*** Data supplied Section Begins ***

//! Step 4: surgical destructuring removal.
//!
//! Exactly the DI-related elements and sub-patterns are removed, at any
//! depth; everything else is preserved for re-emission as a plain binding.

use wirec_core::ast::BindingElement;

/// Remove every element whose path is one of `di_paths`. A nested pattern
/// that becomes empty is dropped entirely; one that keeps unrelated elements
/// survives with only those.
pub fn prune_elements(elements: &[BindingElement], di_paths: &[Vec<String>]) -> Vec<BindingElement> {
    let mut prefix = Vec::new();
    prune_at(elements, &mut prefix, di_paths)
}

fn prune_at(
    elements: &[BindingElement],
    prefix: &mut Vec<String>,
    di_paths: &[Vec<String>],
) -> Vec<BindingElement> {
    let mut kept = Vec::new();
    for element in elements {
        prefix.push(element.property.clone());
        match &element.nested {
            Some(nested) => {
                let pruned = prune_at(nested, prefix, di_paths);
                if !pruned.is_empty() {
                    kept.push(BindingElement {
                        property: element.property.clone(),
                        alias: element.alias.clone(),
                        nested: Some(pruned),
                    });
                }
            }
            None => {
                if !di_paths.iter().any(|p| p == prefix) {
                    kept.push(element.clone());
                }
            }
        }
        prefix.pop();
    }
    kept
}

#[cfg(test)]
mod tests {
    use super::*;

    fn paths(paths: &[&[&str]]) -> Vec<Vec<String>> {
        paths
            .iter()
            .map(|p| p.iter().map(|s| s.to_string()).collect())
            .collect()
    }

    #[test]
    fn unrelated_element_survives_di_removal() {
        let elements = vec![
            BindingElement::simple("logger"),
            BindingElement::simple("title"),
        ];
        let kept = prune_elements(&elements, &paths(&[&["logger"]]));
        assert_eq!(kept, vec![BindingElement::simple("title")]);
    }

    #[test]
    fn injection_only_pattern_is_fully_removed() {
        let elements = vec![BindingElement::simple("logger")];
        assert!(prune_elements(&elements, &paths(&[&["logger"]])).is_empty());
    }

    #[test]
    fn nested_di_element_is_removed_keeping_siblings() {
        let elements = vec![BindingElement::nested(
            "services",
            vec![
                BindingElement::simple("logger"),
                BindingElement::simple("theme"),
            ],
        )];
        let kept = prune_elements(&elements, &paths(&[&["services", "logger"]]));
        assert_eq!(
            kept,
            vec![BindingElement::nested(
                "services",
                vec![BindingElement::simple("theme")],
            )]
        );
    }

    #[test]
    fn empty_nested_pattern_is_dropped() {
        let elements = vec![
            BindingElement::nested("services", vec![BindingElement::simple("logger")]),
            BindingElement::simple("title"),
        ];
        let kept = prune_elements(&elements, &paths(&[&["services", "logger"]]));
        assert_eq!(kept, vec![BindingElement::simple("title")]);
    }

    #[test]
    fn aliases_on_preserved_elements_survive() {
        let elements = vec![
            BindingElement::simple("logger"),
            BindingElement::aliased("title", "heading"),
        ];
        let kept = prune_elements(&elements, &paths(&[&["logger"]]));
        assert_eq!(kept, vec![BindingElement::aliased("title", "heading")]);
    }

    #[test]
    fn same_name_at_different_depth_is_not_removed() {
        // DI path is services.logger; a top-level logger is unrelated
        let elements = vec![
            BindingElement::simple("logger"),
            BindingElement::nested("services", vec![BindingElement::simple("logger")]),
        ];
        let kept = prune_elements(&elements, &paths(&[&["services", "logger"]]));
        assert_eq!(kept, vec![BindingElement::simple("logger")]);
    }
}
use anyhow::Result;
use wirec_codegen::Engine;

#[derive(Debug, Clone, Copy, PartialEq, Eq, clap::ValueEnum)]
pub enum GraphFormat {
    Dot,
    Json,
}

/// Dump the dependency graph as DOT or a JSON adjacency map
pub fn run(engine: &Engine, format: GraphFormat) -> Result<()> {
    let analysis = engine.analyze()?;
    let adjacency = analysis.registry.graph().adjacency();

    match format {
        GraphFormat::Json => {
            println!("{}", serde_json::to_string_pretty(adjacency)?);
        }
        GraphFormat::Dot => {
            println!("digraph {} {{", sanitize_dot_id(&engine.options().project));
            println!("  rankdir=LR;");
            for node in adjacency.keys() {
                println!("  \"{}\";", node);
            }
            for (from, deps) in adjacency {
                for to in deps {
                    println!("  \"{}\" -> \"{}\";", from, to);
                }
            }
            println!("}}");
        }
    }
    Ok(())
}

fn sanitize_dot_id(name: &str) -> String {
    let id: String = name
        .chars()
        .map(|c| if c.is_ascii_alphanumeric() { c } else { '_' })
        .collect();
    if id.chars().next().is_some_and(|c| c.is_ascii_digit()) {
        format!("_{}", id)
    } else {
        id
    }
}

*** Data supplied Section Ends ***

▶ **Task goal**
Copy out the lines of the records above in which the string "from" appears.

▶ **Your response**
            for (from, deps) in adjacency {
                    println!("  \"{}\" -> \"{}\";", from, to);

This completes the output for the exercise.